> _Action item_
Here are some records; return them all exactly.

> _Data for processing_
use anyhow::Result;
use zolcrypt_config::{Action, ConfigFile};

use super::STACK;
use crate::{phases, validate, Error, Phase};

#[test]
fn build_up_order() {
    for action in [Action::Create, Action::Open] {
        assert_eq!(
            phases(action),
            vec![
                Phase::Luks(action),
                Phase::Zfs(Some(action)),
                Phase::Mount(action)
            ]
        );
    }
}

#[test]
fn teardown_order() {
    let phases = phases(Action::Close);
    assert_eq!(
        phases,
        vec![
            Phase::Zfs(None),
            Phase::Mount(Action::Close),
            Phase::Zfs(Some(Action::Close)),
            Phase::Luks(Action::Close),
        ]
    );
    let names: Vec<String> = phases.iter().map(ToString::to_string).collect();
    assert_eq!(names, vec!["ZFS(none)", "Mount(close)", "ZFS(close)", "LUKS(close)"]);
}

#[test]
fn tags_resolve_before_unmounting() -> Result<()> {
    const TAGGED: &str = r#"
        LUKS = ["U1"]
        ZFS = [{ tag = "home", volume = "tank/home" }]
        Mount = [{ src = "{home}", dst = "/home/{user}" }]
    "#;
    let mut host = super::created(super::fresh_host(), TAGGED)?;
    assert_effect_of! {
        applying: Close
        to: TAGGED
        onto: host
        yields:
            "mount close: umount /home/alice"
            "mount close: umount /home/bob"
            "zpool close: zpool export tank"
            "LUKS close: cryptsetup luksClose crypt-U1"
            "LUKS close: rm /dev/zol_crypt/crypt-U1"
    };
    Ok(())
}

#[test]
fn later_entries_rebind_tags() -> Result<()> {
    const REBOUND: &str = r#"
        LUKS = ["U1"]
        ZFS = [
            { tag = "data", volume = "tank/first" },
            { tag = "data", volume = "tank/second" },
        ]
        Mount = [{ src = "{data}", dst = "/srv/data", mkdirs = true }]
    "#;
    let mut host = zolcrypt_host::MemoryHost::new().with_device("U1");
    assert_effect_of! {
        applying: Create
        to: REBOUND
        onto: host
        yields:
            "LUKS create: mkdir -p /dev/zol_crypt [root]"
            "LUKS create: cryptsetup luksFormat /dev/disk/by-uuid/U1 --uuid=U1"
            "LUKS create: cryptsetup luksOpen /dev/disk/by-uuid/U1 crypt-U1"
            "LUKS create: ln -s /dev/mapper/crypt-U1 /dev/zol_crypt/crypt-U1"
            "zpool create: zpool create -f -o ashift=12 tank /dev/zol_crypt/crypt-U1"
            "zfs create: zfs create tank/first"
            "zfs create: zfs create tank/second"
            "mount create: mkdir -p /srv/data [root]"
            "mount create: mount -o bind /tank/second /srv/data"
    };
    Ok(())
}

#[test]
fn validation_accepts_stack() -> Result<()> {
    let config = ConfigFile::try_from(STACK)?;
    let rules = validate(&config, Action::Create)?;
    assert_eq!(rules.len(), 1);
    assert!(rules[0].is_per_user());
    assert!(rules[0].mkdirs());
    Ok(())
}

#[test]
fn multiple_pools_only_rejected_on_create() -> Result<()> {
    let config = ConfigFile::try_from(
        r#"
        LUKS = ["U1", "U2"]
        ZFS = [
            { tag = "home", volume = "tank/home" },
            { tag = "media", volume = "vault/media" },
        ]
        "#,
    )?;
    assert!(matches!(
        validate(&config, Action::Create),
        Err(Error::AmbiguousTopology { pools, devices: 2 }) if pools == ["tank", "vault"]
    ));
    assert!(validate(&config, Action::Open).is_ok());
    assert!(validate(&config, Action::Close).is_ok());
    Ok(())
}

> _Task solution_
use anyhow::Result;
use zolcrypt_config::{Action, ConfigFile};

use super::STACK;
use crate::{phases, validate, Error, Phase};

#[test]
fn build_up_order() {
    for action in [Action::Create, Action::Open] {
        assert_eq!(
            phases(action),
            vec![
                Phase::Luks(action),
                Phase::Zfs(Some(action)),
                Phase::Mount(action)
            ]
        );
    }
}

#[test]
fn teardown_order() {
    let phases = phases(Action::Close);
    assert_eq!(
        phases,
        vec![
            Phase::Zfs(None),
            Phase::Mount(Action::Close),
            Phase::Zfs(Some(Action::Close)),
            Phase::Luks(Action::Close),
        ]
    );
    let names: Vec<String> = phases.iter().map(ToString::to_string).collect();
    assert_eq!(names, vec!["ZFS(none)", "Mount(close)", "ZFS(close)", "LUKS(close)"]);
}

#[test]
fn tags_resolve_before_unmounting() -> Result<()> {
    const TAGGED: &str = r#"
        LUKS = ["U1"]
        ZFS = [{ tag = "home", volume = "tank/home" }]
        Mount = [{ src = "{home}", dst = "/home/{user}" }]
    "#;
    let mut host = super::created(super::fresh_host(), TAGGED)?;
    assert_effect_of! {
        applying: Close
        to: TAGGED
        onto: host
        yields:
            "mount close: umount /home/alice"
            "mount close: umount /home/bob"
            "zpool close: zpool export tank"
            "LUKS close: cryptsetup luksClose crypt-U1"
            "LUKS close: rm /dev/zol_crypt/crypt-U1"
    };
    Ok(())
}

#[test]
fn later_entries_rebind_tags() -> Result<()> {
    const REBOUND: &str = r#"
        LUKS = ["U1"]
        ZFS = [
            { tag = "data", volume = "tank/first" },
            { tag = "data", volume = "tank/second" },
        ]
        Mount = [{ src = "{data}", dst = "/srv/data", mkdirs = true }]
    "#;
    let mut host = zolcrypt_host::MemoryHost::new().with_device("U1");
    assert_effect_of! {
        applying: Create
        to: REBOUND
        onto: host
        yields:
            "LUKS create: mkdir -p /dev/zol_crypt [root]"
            "LUKS create: cryptsetup luksFormat /dev/disk/by-uuid/U1 --uuid=U1"
            "LUKS create: cryptsetup luksOpen /dev/disk/by-uuid/U1 crypt-U1"
            "LUKS create: ln -s /dev/mapper/crypt-U1 /dev/zol_crypt/crypt-U1"
            "zpool create: zpool create -f -o ashift=12 tank /dev/zol_crypt/crypt-U1"
            "zfs create: zfs create tank/first"
            "zfs create: zfs create tank/second"
            "mount create: mkdir -p /srv/data [root]"
            "mount create: mount -o bind /tank/second /srv/data"
    };
    Ok(())
}

#[test]
fn validation_accepts_stack() -> Result<()> {
    let config = ConfigFile::try_from(STACK)?;
    let rules = validate(&config, Action::Create)?;
    assert_eq!(rules.len(), 1);
    assert!(rules[0].is_per_user());
    assert!(rules[0].mkdirs());
    Ok(())
}

#[test]
fn multiple_pools_only_rejected_on_create() -> Result<()> {
    let config = ConfigFile::try_from(
        r#"
        LUKS = ["U1", "U2"]
        ZFS = [
            { tag = "home", volume = "tank/home" },
            { tag = "media", volume = "vault/media" },
        ]
        "#,
    )?;
    assert!(matches!(
        validate(&config, Action::Create),
        Err(Error::AmbiguousTopology { pools, devices: 2 }) if pools == ["tank", "vault"]
    ));
    assert!(validate(&config, Action::Open).is_ok());
    assert!(validate(&config, Action::Close).is_ok());
    Ok(())
}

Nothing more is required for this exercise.